We use the same references used by the parties in their briefs.
The Investment Projects
David was a London-based investor who was enticed to invest in church construction projects in the United States through an acquaintance, who formed BTM to handle the investments and church loans. David was the sole shareholder of BTM.
Each construction project was memorialized in an Individual Participation Agreement (agreement) between BTM and the investors. Under the agreements, investors agreed to make advance payments when BTM called for them, and BTM would then lend money to a particular church for construction under a separate agreement with the church. Upon completion of construction, the agreements required BTM to obtain a "'take-out' loan," meaning the church would obtain a new loan that would be used to repay BTM's investors, plus their profit. If BTM could not find a take-out lender for the church, BTM was obligated to pay back the investors.

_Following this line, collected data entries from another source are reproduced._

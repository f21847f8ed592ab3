//! Built-in sample benchmark data.
//!
//! Used for demos and local development when no database or data file is
//! configured. The records are fixed; the fixture answers queries exactly
//! like the in-memory store does.

use async_trait::async_trait;

use crate::benchmark::{
    filter::select,
    source::{options_from_records, BenchmarkSource},
    BenchmarkFilter, BenchmarkRecord, Dimensions, FilterOptions, Period, SourceError,
};

/// NAICS-style business code for educational services.
pub const EDUCATIONAL_SERVICES: u64 = 611000;
/// NAICS-style business code for offices of physicians.
pub const HEALTHCARE: u64 = 621111;

// (ack_id, state, city, business code, active participants, year, quarter, fee)
const SAMPLE_ROWS: &[(&str, &str, &str, u64, u64, i32, u8, f64)] = &[
    ("FX-0001", "TX", "Dallas", EDUCATIONAL_SERVICES, 150, 2024, 1, 3200.0),
    ("FX-0002", "TX", "Dallas", EDUCATIONAL_SERVICES, 150, 2024, 2, 3300.0),
    ("FX-0003", "TX", "Dallas", EDUCATIONAL_SERVICES, 150, 2024, 3, 3400.0),
    ("FX-0004", "TX", "Dallas", HEALTHCARE, 150, 2024, 1, 3900.0),
    ("FX-0005", "TX", "Dallas", HEALTHCARE, 150, 2024, 2, 4000.0),
    ("FX-0006", "TX", "Dallas", HEALTHCARE, 150, 2024, 3, 4100.0),
    ("FX-0007", "TX", "Dallas", EDUCATIONAL_SERVICES, 200, 2024, 1, 4100.0),
    ("FX-0008", "TX", "Dallas", EDUCATIONAL_SERVICES, 200, 2024, 2, 4200.0),
    ("FX-0009", "TX", "Dallas", EDUCATIONAL_SERVICES, 200, 2024, 3, 4300.0),
    ("FX-0010", "TX", "Houston", EDUCATIONAL_SERVICES, 150, 2024, 1, 3000.0),
    ("FX-0011", "TX", "Houston", EDUCATIONAL_SERVICES, 150, 2024, 2, 3100.0),
    ("FX-0012", "TX", "Houston", EDUCATIONAL_SERVICES, 150, 2024, 3, 3200.0),
    ("FX-0013", "CA", "Los Angeles", EDUCATIONAL_SERVICES, 150, 2024, 1, 4100.0),
    ("FX-0014", "CA", "San Francisco", HEALTHCARE, 200, 2024, 2, 5200.0),
];

/// The sample records, in fixture order.
pub fn sample_records() -> Vec<BenchmarkRecord> {
    SAMPLE_ROWS
        .iter()
        .map(
            |&(ack_id, state, city, business_code, participants, year, quarter, fee_amount)| {
                BenchmarkRecord {
                    ack_id: ack_id.to_string(),
                    sponsor_name: Some(format!("{} Sponsor {}", city, &ack_id[3..])),
                    plan_name: Some("401(k) Retirement Plan".to_string()),
                    carrier_name: None,
                    dimensions: Dimensions {
                        state: Some(state.to_string()),
                        city: Some(city.to_string()),
                        business_type: Some(business_code.to_string()),
                        company_size: Some(participants.to_string()),
                    },
                    period: Period {
                        year,
                        quarter: Some(quarter),
                    },
                    fee_amount,
                }
            },
        )
        .collect()
}

/// Static sample-data source.
pub struct FixtureSource {
    records: Vec<BenchmarkRecord>,
}

impl FixtureSource {
    pub fn new() -> Self {
        Self {
            records: sample_records(),
        }
    }
}

impl Default for FixtureSource {
    fn default() -> Self {
        Self::new()
    }
}

#[async_trait]
impl BenchmarkSource for FixtureSource {
    async fn fetch_matching(
        &self,
        filter: &BenchmarkFilter,
    ) -> Result<Vec<BenchmarkRecord>, SourceError> {
        Ok(select(&self.records, filter).cloned().collect())
    }

    async fn filter_options(&self, state: Option<&str>) -> Result<FilterOptions, SourceError> {
        Ok(options_from_records(&self.records, state))
    }

    fn source_name(&self) -> &str {
        "fixture"
    }
}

In 2007, David approached his friend, John Muse (Muse), about investing in BTM's church projects. To seal the deal, David agreed to invest $10 million in BTM as a capital asset, to invest as much as Muse did in the church projects, and to stand behind the construction loans if they failed for any reason. These representations were not written down because Muse trusted David. The Muse Plaintiffs ultimately paid more than $15 million for church construction projects, starting in February 2008.
The Residential Property
In June 2008, David used BTM to purchase a residence in Pacific Palisades, California (the property). The purchase price was $9.84 million. David transferred $8 million into BTM to fund the purchase price, and caused BTM to take out a $2 million business loan to fund the remainder. Carmen also contributed $307,500 to open escrow. David had BTM take title to the property because he wanted to hide it from his first wife during their contentious divorce proceedings. David married Carmen in October 2008 and they lived at the property, treating it as their personal residence.
David and Carmen divorced in October 2011 and David remarried his first wife.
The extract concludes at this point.